WHAT THE TASK REQUIRES:
Read through the data and report every line in which the word "rayon" occurs.

ENTRIES PROVIDED:
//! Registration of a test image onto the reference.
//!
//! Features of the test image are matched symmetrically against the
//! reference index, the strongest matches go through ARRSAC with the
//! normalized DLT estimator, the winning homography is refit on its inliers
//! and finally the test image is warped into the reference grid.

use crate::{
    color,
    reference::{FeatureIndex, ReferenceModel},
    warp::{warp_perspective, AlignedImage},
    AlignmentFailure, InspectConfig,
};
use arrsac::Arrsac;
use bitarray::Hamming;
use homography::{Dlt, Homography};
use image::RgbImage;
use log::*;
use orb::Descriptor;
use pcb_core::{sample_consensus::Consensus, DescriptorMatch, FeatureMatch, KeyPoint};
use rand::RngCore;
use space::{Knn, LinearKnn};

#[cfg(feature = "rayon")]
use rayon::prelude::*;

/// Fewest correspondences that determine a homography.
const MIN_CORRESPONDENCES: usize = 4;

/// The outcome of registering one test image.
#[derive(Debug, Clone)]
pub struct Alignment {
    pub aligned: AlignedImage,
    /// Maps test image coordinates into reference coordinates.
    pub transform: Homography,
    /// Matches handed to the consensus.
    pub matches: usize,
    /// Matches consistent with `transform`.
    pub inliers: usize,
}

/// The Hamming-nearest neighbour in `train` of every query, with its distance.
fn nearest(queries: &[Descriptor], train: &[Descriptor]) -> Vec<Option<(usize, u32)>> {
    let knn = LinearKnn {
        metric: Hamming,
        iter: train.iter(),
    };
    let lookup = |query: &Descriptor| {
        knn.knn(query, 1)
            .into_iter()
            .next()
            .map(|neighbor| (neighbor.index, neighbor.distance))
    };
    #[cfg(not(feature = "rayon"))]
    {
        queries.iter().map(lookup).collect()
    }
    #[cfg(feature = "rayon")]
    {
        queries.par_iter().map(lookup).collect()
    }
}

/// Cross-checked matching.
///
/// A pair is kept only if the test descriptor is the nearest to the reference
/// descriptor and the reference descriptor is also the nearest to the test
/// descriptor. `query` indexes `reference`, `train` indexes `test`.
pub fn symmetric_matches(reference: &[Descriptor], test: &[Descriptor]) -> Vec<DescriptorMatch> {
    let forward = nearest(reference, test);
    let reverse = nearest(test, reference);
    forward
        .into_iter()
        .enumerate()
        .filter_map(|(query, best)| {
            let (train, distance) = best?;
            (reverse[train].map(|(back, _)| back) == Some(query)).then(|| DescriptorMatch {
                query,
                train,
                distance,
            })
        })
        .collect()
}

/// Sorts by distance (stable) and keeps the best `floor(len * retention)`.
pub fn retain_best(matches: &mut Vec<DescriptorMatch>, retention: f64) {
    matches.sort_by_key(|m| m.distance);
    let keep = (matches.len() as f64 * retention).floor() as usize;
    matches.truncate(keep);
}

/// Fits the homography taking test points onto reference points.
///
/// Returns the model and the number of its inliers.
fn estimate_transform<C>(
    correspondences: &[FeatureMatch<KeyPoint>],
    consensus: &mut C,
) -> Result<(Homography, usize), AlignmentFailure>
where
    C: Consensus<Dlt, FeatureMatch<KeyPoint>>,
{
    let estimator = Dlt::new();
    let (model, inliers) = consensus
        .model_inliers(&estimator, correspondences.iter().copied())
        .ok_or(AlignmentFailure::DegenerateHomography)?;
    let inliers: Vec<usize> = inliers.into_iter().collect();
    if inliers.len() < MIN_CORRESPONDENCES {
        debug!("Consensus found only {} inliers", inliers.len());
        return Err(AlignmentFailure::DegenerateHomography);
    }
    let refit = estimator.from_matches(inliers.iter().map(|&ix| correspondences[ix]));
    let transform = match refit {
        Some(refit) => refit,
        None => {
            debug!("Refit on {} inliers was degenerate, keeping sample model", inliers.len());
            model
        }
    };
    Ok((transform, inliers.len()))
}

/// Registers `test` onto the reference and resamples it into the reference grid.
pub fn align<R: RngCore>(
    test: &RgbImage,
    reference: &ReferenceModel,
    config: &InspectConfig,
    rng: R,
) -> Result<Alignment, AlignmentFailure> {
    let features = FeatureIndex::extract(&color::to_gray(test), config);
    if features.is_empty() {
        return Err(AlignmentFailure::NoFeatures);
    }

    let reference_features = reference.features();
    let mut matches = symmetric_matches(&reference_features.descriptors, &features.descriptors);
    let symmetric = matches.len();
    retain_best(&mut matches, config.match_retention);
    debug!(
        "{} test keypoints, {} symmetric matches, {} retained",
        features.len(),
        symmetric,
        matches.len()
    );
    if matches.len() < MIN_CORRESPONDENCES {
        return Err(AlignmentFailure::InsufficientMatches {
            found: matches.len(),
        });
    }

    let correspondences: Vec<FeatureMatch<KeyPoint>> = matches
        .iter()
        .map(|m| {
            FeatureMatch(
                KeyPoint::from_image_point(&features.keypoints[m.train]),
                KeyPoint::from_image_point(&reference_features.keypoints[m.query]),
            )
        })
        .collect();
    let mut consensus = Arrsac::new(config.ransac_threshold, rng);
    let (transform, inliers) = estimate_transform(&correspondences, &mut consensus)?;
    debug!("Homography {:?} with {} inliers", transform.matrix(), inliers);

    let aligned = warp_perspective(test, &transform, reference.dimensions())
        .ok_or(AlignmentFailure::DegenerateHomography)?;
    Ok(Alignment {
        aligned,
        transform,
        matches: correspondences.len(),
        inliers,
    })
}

RESULT:
#[cfg(feature = "rayon")]
use rayon::prelude::*;
    #[cfg(not(feature = "rayon"))]
    #[cfg(feature = "rayon")]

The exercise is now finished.